Table 3 shows the multiple regression model that tested the relationship between living alone and neighborhood characteristics on depressive symptomatology. Results indicate that younger age, less education, needing assistance with IADLs, and poor perception of one’s social quality of neighborhood were all associated with increased depressive symptoms. Living alone (vs. living with a family member) was also associated with increased depressive symptoms, but this main effect was qualified by significant interaction between living alone and the social quality of the neighborhood. All other main effects including participant sex, race, ADLs, and neighborhood physical quality did not reach significance. The living alone × neighborhood physical quality interaction also did not reach significance (p = 0.34). Our final model accounted for a modest proportion of variance in depressive symptomatology (16%).

Table 3.

Multiple regression models examining the relations of residential status and neighborhood characteristics on depressive symptomatology.

Variables B SE (B) t-stat p R 2
Demographics
  Age −0.08 0.02 −3.96 <0.001
  Malea −0.13 0.38 −0.33  0.74
  Black/otherb 0.13 0.50 0.26  0.79
  Education −0.26 0.08 −3.09 <0.01
Disability
  ADLs 0.66 0.72 0.93  0.35
  IADLs 2.14 0.55 3.87 <0.001
Neighborhood characteristics
  Physical quality 0.56 0.38 1.50  0.13
  Social quality 1.02 0.37 2.76 <0.01
Living alonec 1.00 0.40 2.50 <0.05
Step 1, F (9, 982) = 12.94 p < 0.001 0.15

Demographics
  Age −0.07 0.02 −3.81 <0.001
  Malea −0.20 0.38 −0.52  0.60
  Black/otherb 0.05 0.49 0.11  0.91
  Education −0.24 0.08 −2.89 <0.01
Disability
  ADLs 0.69 0.76 0.91  0.36
  IADLs 2.14 0.55 3.91 <0.001
Neighborhood characteristics
  Physical quality 0.58 0.38 1.55  0.12
  Social quality 0.59 0.46 1.29  0.20
Living alonec − 1.61 1.23 − 1.31  0.19
Interactions
  Living alone ×
 neighborhood social quality
1.35 0.62 2.19 <0.05
Step 2, F (10, 981) = 11.99, p < 0.001 0.16

References levels:

a

female;

b

White;

c

living with a family member.

To further understand the significant interaction, simple slopes of living alone (vs. living with a family member) on depression for high and low levels of neighborhood social quality were examined (Figure 1). Results indicate that living alone was significantly associated with depression only among those who perceived a poor social quality of their neighborhood, β = 0.20, p < 0.001. Living alone was not significantly associated with depression among those who perceived a good social quality of the neighborhood, α = −0.01, p = 0.38. Compared to those who lived with a family member, those who lived alone had higher levels of depressive symptomatology, but only among those who perceived a poor social quality of the neighborhood.

Figure 1.

Figure 1

Effects of residential status and neighborhood social quality on depressive symptomatology.

Note: Good/poor social quality of the neighborhood is defined as 1 SD ± the centered mean (0).

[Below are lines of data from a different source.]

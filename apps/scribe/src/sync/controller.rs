//! SourceOfTruthController — which surface may write, and when authority moves.
//!
//! Rich is authoritative until Raw is opened. Opening Raw seeds it once with
//! the canonical text; closing Raw flushes its edits into the canonical
//! document and force-pushes them into Rich before authority returns.

use serde::{Deserialize, Serialize};
use thiserror::Error;
use tokio::time::Instant;
use tracing::{debug, info, trace};

use crate::sync::bridge::{Direction, SyncBridge, SyncConfig};
use crate::sync::document::{SurfaceId, SyncState};

#[derive(Debug, Clone, Copy, PartialEq, Eq, Hash, Serialize, Deserialize)]
#[serde(rename_all = "snake_case")]
pub enum AuthorityMode {
    RichAuthoritative,
    RawAuthoritative,
}

impl AuthorityMode {
    pub fn authoritative_surface(self) -> SurfaceId {
        match self {
            AuthorityMode::RichAuthoritative => SurfaceId::Rich,
            AuthorityMode::RawAuthoritative => SurfaceId::Raw,
        }
    }
}

/// Where an edit came from. Only user edits are ever scheduled.
#[derive(Debug, Clone, Copy, PartialEq, Eq, Serialize, Deserialize)]
#[serde(rename_all = "snake_case")]
pub enum EditOrigin {
    User,
    Programmatic,
}

#[derive(Debug, Clone, Copy, PartialEq, Eq)]
pub enum EditOutcome {
    Scheduled { direction: Direction, due: Instant },
    Ignored,
}

#[derive(Debug, Error, PartialEq, Eq)]
pub enum SyncError {
    #[error("{surface} surface is not authoritative while {mode:?}")]
    NotAuthoritative {
        surface: SurfaceId,
        mode: AuthorityMode,
    },

    #[error("{0} surface is not open")]
    SurfaceNotOpen(SurfaceId),
}

pub struct SourceOfTruthController {
    mode: AuthorityMode,
    bridge: SyncBridge,
    state: SyncState,
    config: SyncConfig,
}

impl SourceOfTruthController {
    pub fn new(seed: &str, config: SyncConfig) -> Self {
        Self {
            mode: AuthorityMode::RichAuthoritative,
            bridge: SyncBridge::new(),
            state: SyncState::seeded(seed),
            config,
        }
    }

    pub fn mode(&self) -> AuthorityMode {
        self.mode
    }

    pub fn state(&self) -> &SyncState {
        &self.state
    }

    pub fn bridge(&self) -> &SyncBridge {
        &self.bridge
    }

    pub fn next_deadline(&self) -> Option<Instant> {
        self.bridge.next_deadline()
    }

    /// Mounts a surface. Opening Raw makes it authoritative.
    pub fn on_surface_opened(&mut self, surface: SurfaceId) {
        match surface {
            SurfaceId::Raw if self.mode == AuthorityMode::RawAuthoritative => {
                debug!("Raw surface already open");
            }
            SurfaceId::Raw => {
                // Land the last Rich keystrokes before Raw copies the canonical text.
                self.bridge
                    .flush_now(Direction::RichToCanonical, &mut self.state, self.mode);
                self.mode = AuthorityMode::RawAuthoritative;
                let seed = self.state.document.text().to_string();
                self.state.raw.mount(&seed);
                info!(
                    revision = self.state.document.revision(),
                    "Raw surface opened; raw is authoritative"
                );
            }
            SurfaceId::Rich if self.state.rich.is_mounted() => {
                debug!("Rich surface already mounted");
            }
            SurfaceId::Rich => {
                let seed = self.state.document.text().to_string();
                self.state.rich.mount(&seed);
                info!("Rich surface mounted");
            }
        }
    }

    /// Unmounts a surface. Closing Raw hands authority back to Rich.
    pub fn on_surface_closed(&mut self, surface: SurfaceId) {
        match surface {
            SurfaceId::Raw if self.mode == AuthorityMode::RichAuthoritative => {
                debug!("Raw surface already closed");
            }
            SurfaceId::Raw => {
                // Flush and force the push while Raw still holds authority.
                let text = self
                    .bridge
                    .cancel_pending(Direction::RawToRich)
                    .map(|pending| pending.text)
                    .unwrap_or_else(|| self.state.raw.text().to_string());
                self.bridge
                    .propagate(Direction::RawToRich, &text, &mut self.state, self.mode);
                self.state.raw.unmount();
                self.mode = AuthorityMode::RichAuthoritative;
                info!(
                    revision = self.state.document.revision(),
                    "Raw surface closed; rich is authoritative"
                );
            }
            SurfaceId::Rich => {
                self.bridge
                    .flush_now(Direction::RichToCanonical, &mut self.state, self.mode);
                self.state.rich.unmount();
                info!("Rich surface unmounted");
            }
        }
    }

    /// Accepts a user edit from the authoritative surface and schedules its
    /// propagation. Never touches the other surface synchronously.
    pub fn on_edit(
        &mut self,
        surface: SurfaceId,
        text: String,
        origin: EditOrigin,
        now: Instant,
    ) -> Result<EditOutcome, SyncError> {
        if origin == EditOrigin::Programmatic {
            trace!(%surface, "Programmatic write ignored");
            return Ok(EditOutcome::Ignored);
        }
        if self.mode.authoritative_surface() != surface {
            return Err(SyncError::NotAuthoritative {
                surface,
                mode: self.mode,
            });
        }
        if !self.state.surface(surface).is_mounted() {
            return Err(SyncError::SurfaceNotOpen(surface));
        }

        self.state.surface_mut(surface).apply_user_edit(text.clone());
        if surface == SurfaceId::Raw {
            self.bridge.commit(&mut self.state, &text);
        }

        let direction = Direction::from_source(surface);
        let delay = self.config.delay_for(direction);
        self.bridge.schedule_propagation(surface, text, delay, now);
        Ok(EditOutcome::Scheduled {
            direction,
            due: now + delay,
        })
    }

    pub fn fire_due(&mut self, now: Instant) -> usize {
        self.bridge.fire_due(now, &mut self.state, self.mode)
    }

    /// Runs every pending propagation immediately.
    pub fn flush_all(&mut self) {
        for direction in [Direction::RichToCanonical, Direction::RawToRich] {
            self.bridge.flush_now(direction, &mut self.state, self.mode);
        }
    }
}

// ────────────────────────────────────────────────────────────────────────────
// Tests
// ────────────────────────────────────────────────────────────────────────────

Marital status and depressive symptomatology

To further explore the living alone–depression link, we compared depressive symptomatology across three marital status groups in adults who lived alone. To test the role of marital status group in predicting depression, we constructed three dummy variables that captured the marital status of older adults who lived alone (adults who were married and/or lived with a family member served as the referent category). These variables were entered as predictors in our regression model that also controlled for socio-demographic variables (age, sex, race, and education) and disability (ADLs and IADLs). Results indicate that living alone and being single (B = 1.54, SE (B) = 0.76; p < 0.01) and living alone and being divorced (B = 2.52, SE (B) = 0.56; p < 0.01) were each associated with increased depressive symptoms. Widowed adults who lived alone did not have significantly higher depressive symptoms than adults who lived with a family member. We then combined single and divorced adults into one group and tested the interaction with the social quality of the neighborhood. The interaction term was not significant (p = 0.07).

Discussion

This study investigated the extent to which the association between living alone and depressive symptomatology is moderated by neighborhood characteristics in a probability sample of middle-aged and older adults in Allegheny County, Pittsburgh PA, USA. We report three main findings. First, we observed an independent effect of one’s living arrangement on depression, such that living alone (versus living with a family member) is associated with elevated levels of depressive symptomatology. This finding is consistent with many other studies (Chou et al., 2006; Dean et al., 1992; Fukunaga et al., 2012; Xiu-Ying et al., 2012). Second, we found that neighborhood social quality modified the association between living alone and depression. Living alone was more highly associated with depression when the perceived social quality of the neighborhood was low. Neighborhood social quality was not associated with depression among older adults who lived with a family member. Third, we found that specific relational components of living alone were more strongly related to depression. Those who lived alone and were single or divorced reported higher levels of depression than adults who lived with a family member. This finding is consistent with studies showing that marital status is an important correlation of depression (Kim & McKenry, 2002). However, the modifying role of good neighborhood social quality was not more (or less) important to different groups of adults who live alone. Good neighborhood social quality was associated with less depressive symptomatology, regardless of adults’ marital status. Finally, we did not find evidence that neighborhood physical quality was related to depression, as other work has suggested (Truong & Ma, 2006).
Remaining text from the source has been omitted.